Data for analysis:
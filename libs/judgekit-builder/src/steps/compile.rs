// Compilation and syntax-check steps, one per toolchain family.

use super::artifacts::{Executable, ExternalLibrary, ProgramSource, Workspace};
use super::diagnostics::parse_diagnostics;
use crate::artifact::{ArtifactKind, ArtifactStore};
use crate::error::PipelineError;
use crate::sandbox::capture::clip_lines;
use crate::sandbox::executor::signal_name;
use crate::sandbox::{Command, ExecutionReport, ExitClassification, SandboxProfile};
use crate::step::{BuildContext, BuildStep, StepFlow};
use async_trait::async_trait;
use judgekit_common::types::{
    CompilationOutcome, CompilationResult, CompilerDiagnostic, Language, Problem,
};
use regex::Regex;
use std::path::Path;
use std::sync::OnceLock;
use std::time::Duration;
use tracing::{info, warn};

fn compilation_requirements() -> Vec<ArtifactKind> {
    vec![
        ArtifactKind::of::<Problem>(),
        ArtifactKind::of::<ProgramSource>(),
        ArtifactKind::of::<Workspace>(),
    ]
}

fn compilation_products() -> Vec<ArtifactKind> {
    vec![
        ArtifactKind::of::<CompilationResult>(),
        ArtifactKind::of::<Executable>(),
    ]
}

async fn write_source(step: &'static str, dir: &Path, file: &str, text: &str) -> Result<(), PipelineError> {
    tokio::fs::write(dir.join(file), text)
        .await
        .map_err(|e| PipelineError::io(step, e))
}

/// Classify a toolchain run.
///
/// A non-zero exit is a compile failure attributed to the submission.
/// Anything else that is not a clean exit is the toolchain's fault.
pub fn compilation_from_report(language: Language, report: &ExecutionReport) -> CompilationResult {
    match &report.classification {
        ExitClassification::Exited(0) => CompilationResult::success(),
        ExitClassification::Exited(_) => {
            let output = if report.stderr.text.trim().is_empty() {
                &report.stdout.text
            } else {
                &report.stderr.text
            };
            let diagnostics = parse_diagnostics(language, output);
            if diagnostics.is_empty() {
                let (summary, _) = clip_lines(output.trim(), 20, 200);
                CompilationResult::failure(vec![CompilerDiagnostic::new(1, 1, summary)])
            } else {
                CompilationResult::failure(diagnostics)
            }
        }
        ExitClassification::LimitExceeded(kind) => CompilationResult::with_outcome(
            CompilationOutcome::UnexpectedCompilerError,
            format!("compiler exceeded its {:?} limit", kind),
        ),
        ExitClassification::Signaled(sig) => CompilationResult::with_outcome(
            CompilationOutcome::UnexpectedCompilerError,
            format!("compiler killed by {}", signal_name(*sig)),
        ),
        ExitClassification::SecurityViolation => CompilationResult::with_outcome(
            CompilationOutcome::UnexpectedCompilerError,
            "compiler killed by the syscall filter",
        ),
        ExitClassification::SetupFailure(reason) => CompilationResult::with_outcome(
            CompilationOutcome::UnexpectedCompilerError,
            format!("could not run compiler: {}", reason),
        ),
    }
}

fn compile_deadline(ctx: &BuildContext) -> Duration {
    Duration::from_millis(ctx.config.compile_timeout_ms)
}

fn log_compilation(step: &'static str, ctx: &BuildContext, result: &CompilationResult, report: &ExecutionReport) {
    if result.outcome == CompilationOutcome::UnexpectedCompilerError {
        warn!(
            step,
            submission_id = %ctx.submission_id,
            classification = ?report.classification,
            "toolchain did not finish normally"
        );
    } else {
        info!(
            step,
            submission_id = %ctx.submission_id,
            outcome = %result.outcome,
            diagnostics = result.diagnostics.len(),
            elapsed_ms = report.elapsed.as_millis() as u64,
            "compilation finished"
        );
    }
}

/// gcc / g++ for C and C++ problems.
pub struct CompileNative;

#[async_trait]
impl BuildStep for CompileNative {
    fn id(&self) -> &'static str {
        "compile_native"
    }

    fn requires(&self) -> Vec<ArtifactKind> {
        compilation_requirements()
    }

    fn produces(&self) -> Vec<ArtifactKind> {
        compilation_products()
    }

    async fn execute(
        &self,
        store: &mut ArtifactStore,
        ctx: &BuildContext,
    ) -> Result<StepFlow, PipelineError> {
        let language = store.require::<Problem>(self.id())?.problem_type.language();
        let dir = store.require::<Workspace>(self.id())?.path().to_path_buf();
        let (compiler, file) = match language {
            Language::C => (ctx.config.toolchain.cc.clone(), "program.c"),
            Language::CPlusPlus => (ctx.config.toolchain.cxx.clone(), "program.cpp"),
            other => {
                return Err(PipelineError::step(
                    self.id(),
                    format!("cannot compile {} natively", other),
                ))
            }
        };

        let text = &store.require::<ProgramSource>(self.id())?.text;
        write_source(self.id(), &dir, file, text).await?;

        let mut command = Command::new(compiler, &dir, SandboxProfile::Toolchain)
            .args(["-o", "program", file]);
        if let Some(library) = store.get::<ExternalLibrary>() {
            command = command.arg(library.path.display().to_string());
        }
        command = command.arg("-lm");

        let report = ctx.executor.run(&command, "", compile_deadline(ctx)).await;
        let result = compilation_from_report(language, &report);
        log_compilation(self.id(), ctx, &result, &report);

        if result.succeeded() {
            store.add(Executable::Native {
                path: dir.join("program"),
            });
        }
        store.add(result);
        Ok(StepFlow::Continue)
    }
}

fn public_class_pattern() -> &'static Regex {
    static PATTERN: OnceLock<Regex> = OnceLock::new();
    PATTERN.get_or_init(|| {
        Regex::new(r"public\s+(?:final\s+)?class\s+(\w+)").expect("class pattern is valid")
    })
}

/// Name of the first public class, which javac requires to match the file name.
pub fn main_class_name(text: &str) -> String {
    public_class_pattern()
        .captures(text)
        .map(|caps| caps[1].to_string())
        .unwrap_or_else(|| "Main".to_string())
}

/// javac for Java programs and scaffolded Java methods.
pub struct CompileJava;

#[async_trait]
impl BuildStep for CompileJava {
    fn id(&self) -> &'static str {
        "compile_java"
    }

    fn requires(&self) -> Vec<ArtifactKind> {
        compilation_requirements()
    }

    fn produces(&self) -> Vec<ArtifactKind> {
        compilation_products()
    }

    async fn execute(
        &self,
        store: &mut ArtifactStore,
        ctx: &BuildContext,
    ) -> Result<StepFlow, PipelineError> {
        let dir = store.require::<Workspace>(self.id())?.path().to_path_buf();
        let text = &store.require::<ProgramSource>(self.id())?.text;
        let main_class = main_class_name(text);
        let file = format!("{}.java", main_class);
        write_source(self.id(), &dir, &file, text).await?;

        let class_dir = dir.join("classes");
        tokio::fs::create_dir_all(&class_dir)
            .await
            .map_err(|e| PipelineError::io(self.id(), e))?;

        let mut command = Command::new(ctx.config.toolchain.javac.clone(), &dir, SandboxProfile::Toolchain)
            .args(["-encoding", "UTF-8", "-d", "classes", file.as_str()]);
        if let Some(library) = store.get::<ExternalLibrary>() {
            command = command.classpath(&library.path);
        }

        let report = ctx.executor.run(&command, "", compile_deadline(ctx)).await;
        let result = compilation_from_report(Language::Java, &report);
        log_compilation(self.id(), ctx, &result, &report);

        if result.succeeded() {
            store.add(Executable::Jvm {
                class_dir,
                main_class,
            });
        }
        store.add(result);
        Ok(StepFlow::Continue)
    }
}

/// Syntax check for interpreted languages. Produces a script launcher.
pub struct CheckScriptSyntax;

#[async_trait]
impl BuildStep for CheckScriptSyntax {
    fn id(&self) -> &'static str {
        "check_script_syntax"
    }

    fn requires(&self) -> Vec<ArtifactKind> {
        compilation_requirements()
    }

    fn produces(&self) -> Vec<ArtifactKind> {
        compilation_products()
    }

    async fn execute(
        &self,
        store: &mut ArtifactStore,
        ctx: &BuildContext,
    ) -> Result<StepFlow, PipelineError> {
        let language = store.require::<Problem>(self.id())?.problem_type.language();
        let dir = store.require::<Workspace>(self.id())?.path().to_path_buf();
        let toolchain = &ctx.config.toolchain;
        let (interpreter, file, check_args, flags): (&str, &str, Vec<&str>, Vec<String>) = match language {
            Language::Python => (
                toolchain.python.as_str(),
                "program.py",
                vec!["-B", "-m", "py_compile", "program.py"],
                vec!["-B".to_string(), "-I".to_string()],
            ),
            Language::Ruby => (toolchain.ruby.as_str(), "program.rb", vec!["-c", "program.rb"], Vec::new()),
            other => {
                return Err(PipelineError::step(
                    self.id(),
                    format!("{} is not an interpreted language", other),
                ))
            }
        };

        let text = &store.require::<ProgramSource>(self.id())?.text;
        write_source(self.id(), &dir, file, text).await?;

        let command = Command::new(interpreter, &dir, SandboxProfile::Toolchain).args(check_args);
        let report = ctx.executor.run(&command, "", compile_deadline(ctx)).await;
        let result = compilation_from_report(language, &report);
        log_compilation(self.id(), ctx, &result, &report);

        if result.succeeded() {
            store.add(Executable::Script {
                interpreter: interpreter.to_string(),
                flags,
                path: dir.join(file),
            });
        }
        store.add(result);
        Ok(StepFlow::Continue)
    }
}

#[cfg(test)]
mod tests {
    use super::*;
    use crate::sandbox::{CapturedOutput, LimitKind};
    use judgekit_common::types::ProblemType;

    fn report(classification: ExitClassification, stderr: &str) -> ExecutionReport {
        ExecutionReport {
            classification,
            stdout: CapturedOutput::default(),
            stderr: CapturedOutput {
                text: stderr.to_string(),
                truncated: false,
            },
            elapsed: Duration::from_millis(5),
        }
    }

    #[test]
    fn test_main_class_detection() {
        assert_eq!(main_class_name("public class Hello {\n}"), "Hello");
        assert_eq!(main_class_name("public final  class Solver { }"), "Solver");
        assert_eq!(main_class_name("class Hidden {}"), "Main");
    }

    #[test]
    fn test_nonzero_exit_is_compile_failure() {
        let result = compilation_from_report(
            Language::C,
            &report(ExitClassification::Exited(1), "program.c:4:1: error: expected ';'\n"),
        );
        assert_eq!(result.outcome, CompilationOutcome::Failure);
        assert_eq!(result.diagnostics[0].start_line, 4);
    }

    #[test]
    fn test_unparsed_failure_keeps_compiler_output() {
        let result = compilation_from_report(
            Language::C,
            &report(ExitClassification::Exited(1), "collect2: ld returned 1 exit status\n"),
        );
        assert_eq!(result.outcome, CompilationOutcome::Failure);
        assert_eq!(result.diagnostics.len(), 1);
        assert!(result.diagnostics[0].message.contains("ld returned 1"));
    }

    #[test]
    fn test_toolchain_trouble_is_unexpected() {
        for classification in [
            ExitClassification::LimitExceeded(LimitKind::WallClock),
            ExitClassification::Signaled(libc::SIGSEGV),
            ExitClassification::SetupFailure("no such file".into()),
        ] {
            let result = compilation_from_report(Language::Java, &report(classification, ""));
            assert_eq!(result.outcome, CompilationOutcome::UnexpectedCompilerError);
        }
    }

    #[tokio::test]
    async fn test_missing_compiler_yields_unexpected_error() {
        let mut config = judgekit_common::config::BuilderConfig {
            sandbox_enabled: false,
            ..Default::default()
        };
        config.toolchain.cc = "/nonexistent/judgekit-cc".to_string();
        let ctx = crate::test_support::context_with(config);
        let workspace = Workspace::create(&std::env::temp_dir()).unwrap();
        let mut store = ArtifactStore::new();
        store.add(Problem::new(ProblemType::CProgram, ""));
        store.add(ProgramSource::new("int main(void) { return 0; }\n"));
        store.add(workspace);

        CompileNative.execute(&mut store, &ctx).await.unwrap();

        let result = store.get::<CompilationResult>().unwrap();
        assert_eq!(result.outcome, CompilationOutcome::UnexpectedCompilerError);
        assert!(!store.contains::<Executable>());
    }

    #[tokio::test]
    #[ignore] // Requires gcc on the host
    async fn test_compile_native_produces_executable() {
        let ctx = crate::test_support::context();
        let mut store = ArtifactStore::new();
        store.add(Problem::new(ProblemType::CProgram, ""));
        store.add(ProgramSource::new("int main(void) { return 0; }\n"));
        store.add(Workspace::create(&std::env::temp_dir()).unwrap());

        CompileNative.execute(&mut store, &ctx).await.unwrap();

        assert!(store.get::<CompilationResult>().unwrap().succeeded());
        let Some(Executable::Native { path }) = store.get::<Executable>() else {
            panic!("expected a native executable");
        };
        assert!(path.exists());
    }
}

Required action:
Take the lines from the first line of the records through the line holding "use super::diagnostics::parse_diagnostics;", both included, and please reproduce them exactly with nothing added.

Answer to the exercise:
filename libs/judgekit-builder/src/steps/compile.rs
// Compilation and syntax-check steps, one per toolchain family.

use super::artifacts::{Executable, ExternalLibrary, ProgramSource, Workspace};
use super::diagnostics::parse_diagnostics;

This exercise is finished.